While Canada came out in the middle of the pack on health-care spending, the proportion of that spending that was public was the lowest, at 70 per cent. This figure hasn't changed since the 1990s, the study reports.

Canada had similar numbers of family physicians per capita but the lowest number of total physicians per capita by a wide margin, at 24.4 per 10,000 people. After Canada, the country with the second-lowest per capita number was the United Kingdom, with 30 physicians per 10,000 people. Norway had the highest number per 10,000, at 50.4.

Canada also spent less of its total health budget on primary care, and spent more on private health care than any of the other countries studied.

"Other countries have designed their system so that everyone has access to primary care. We need to do the same," wrote Dr. Tara Kiran, a family physician at St. Michael's Hospital and Unity Health Toronto in a media release.

"At the core, we need to guarantee access to primary care and increase how much we spend on it."

AREAS FOR IMPROVEMENT

To bring Canada up to speed with the OECD countries providing the best primary care, the authors say public health care here needs some important updates.

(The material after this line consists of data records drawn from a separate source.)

//! Ask command - runs one query through the pipeline

use clap::Args;
use tracing::warn;

use crate::config::AppConfig;
use crate::infrastructure::logging::init_cli_logging;

#[derive(Debug, Args)]
pub struct AskArgs {
    /// Free-text insurance query
    pub query: String,
}

/// Adjudicate `args.query` and print the decision as pretty JSON on stdout
pub async fn run(args: AskArgs) -> anyhow::Result<()> {
    dotenvy::dotenv().ok();

    let (config, load_error) = AppConfig::load_or_default();
    init_cli_logging(&config.logging);
    if let Some(e) = load_error {
        warn!(error = %e, "Failed to load configuration, using defaults");
    }

    if args.query.trim().is_empty() {
        anyhow::bail!("query must not be blank");
    }

    let pipeline = crate::create_pipeline(&config).await?;
    let result = pipeline.handle(&args.query).await?;

    println!("{}", serde_json::to_string_pretty(&result)?);

    Ok(())
}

For one thing, most doctors in Canada are private contractors with "little system accountability," they said, whereas the authors say they need to be bound by stronger contractual agreements and accountability to government, insurers or both. They also call for changes to the way health-care providers are paid, specifically to move primary care physicians to capitation or salary payments and away from fee-for-service.

They recommend that a higher proportion of the total health budget be spent on primary care, with medicare coverage extended to prescription medications, dental care and expanded mental health care. They say Canada also needs more physicians per capita.

"Canada should move to a model where residents are guaranteed access to a primary care practise near their home and ensure that these practices are funded appropriately," they write.

Finally, they call for improved patient communications systems, more organized after-hours care and fewer walk-in clinics.

They acknowledge that factors unique to Canada, such as its vast geography, diverse population and proximity to the United States and its health-care system, could pose challenges to emulating its overseas counterparts.

However, they say it's already partway there, "with respect to regional funding of physician services by governments, overall health spending" and the way primary care serves as an access point to other parts of the health system.

"Canada can learn from OECD countries such as the Netherlands, Norway, the U.K. and Finland, where more than 95 per cent of people have a primary care clinician," they conclude. "These international examples can inform bold policy reform in Canada to advance a vision of primary care for all."